Danny Fenton sat with his head tilted back, eyes closed and trying desperately not to break out in snores as he dozed next to his sister. It was the first day of summer break, and he had eleven weeks of blessed rest and freedom. Relatively, of course, because he could never just ignore the increasing ghost population in the human world. But compared to school, a job, his second job, and the stresses of keeping his various long distance relationships happy and healthy…
Well, he needed more sleep.
It would have been easier, he thought as Jazz turned down their street, if he'd gone to Sam or Tucker's colleges. Sam had gone to the University of New York to study political science and Tucker had gone to MIT to further his obsession with anything technology related. Danny had gone to U.C. Davis in northern California, a continent away from his best friends, and most of one from his family, and he could honestly say that he was glad to finally be coming home for more than a ghost on the fly.

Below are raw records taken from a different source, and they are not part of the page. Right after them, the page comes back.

//! Document-local ids.
//!
//! Ids are a type prefix followed by the object name. ASCII letters, digits
//! and `_` are kept; every other byte becomes `-` followed by two hex
//! digits, so the result never contains the `:` used as a separator and two
//! distinct names never share an id.

/// Prefix of table ids.
pub const TABLE_PREFIX: &str = "TV";
/// Separator and prefix of the field part of a field id.
pub const FIELD_SEPARATOR: &str = ":FI";
/// Prefix of data type ids.
pub const DATA_TYPE_PREFIX: &str = "DT";

/// Encode a name for use inside an id.
pub fn encode(name: &str) -> String {
    let mut out = String::with_capacity(name.len());
    for byte in name.bytes() {
        if byte.is_ascii_alphanumeric() || byte == b'_' {
            out.push(byte as char);
        } else {
            out.push_str(&format!("-{:02x}", byte));
        }
    }
    out
}

/// Decode a name produced by [`encode`].
pub fn decode(encoded: &str) -> Option<String> {
    let bytes = encoded.as_bytes();
    let mut out = Vec::with_capacity(bytes.len());
    let mut i = 0;
    while i < bytes.len() {
        if bytes[i] == b'-' {
            let hex = encoded.get(i + 1..i + 3)?;
            out.push(u8::from_str_radix(hex, 16).ok()?);
            i += 3;
        } else {
            out.push(bytes[i]);
            i += 1;
        }
    }
    String::from_utf8(out).ok()
}

/// Id of a table.
pub fn table_xml_id(table: &str) -> String {
    format!("{}{}", TABLE_PREFIX, encode(table))
}

/// Id of a field of a table.
pub fn field_xml_id(table: &str, field: &str) -> String {
    format!("{}{}{}", table_xml_id(table), FIELD_SEPARATOR, encode(field))
}

/// Id of a data type.
pub fn data_type_xml_id(sql_name: &str) -> String {
    format!("{}{}", DATA_TYPE_PREFIX, encode(sql_name))
}

/// Split a field id into its table id and the decoded field name.
pub fn split_field_xml_id(xml_id: &str) -> Option<(&str, String)> {
    let (table, field) = xml_id.split_once(FIELD_SEPARATOR)?;
    Some((table, decode(field)?))
}

/// Decode the name part of a data type id.
pub fn data_type_name(xml_id: &str) -> Option<String> {
    decode(xml_id.strip_prefix(DATA_TYPE_PREFIX)?)
}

He'd made it for Christmas both years running, had missed a thanksgiving, and managed to surprise his mom on her birthday (though he still hadn't told her he'd made the cross country trip courtesy of Air Phantom), but other than that he'd spent most of the last two years in California at school. He hadn't even seen Tucker since Christmas, or Sam since the summer before when she managed to steal a week in Sacramento without her parents.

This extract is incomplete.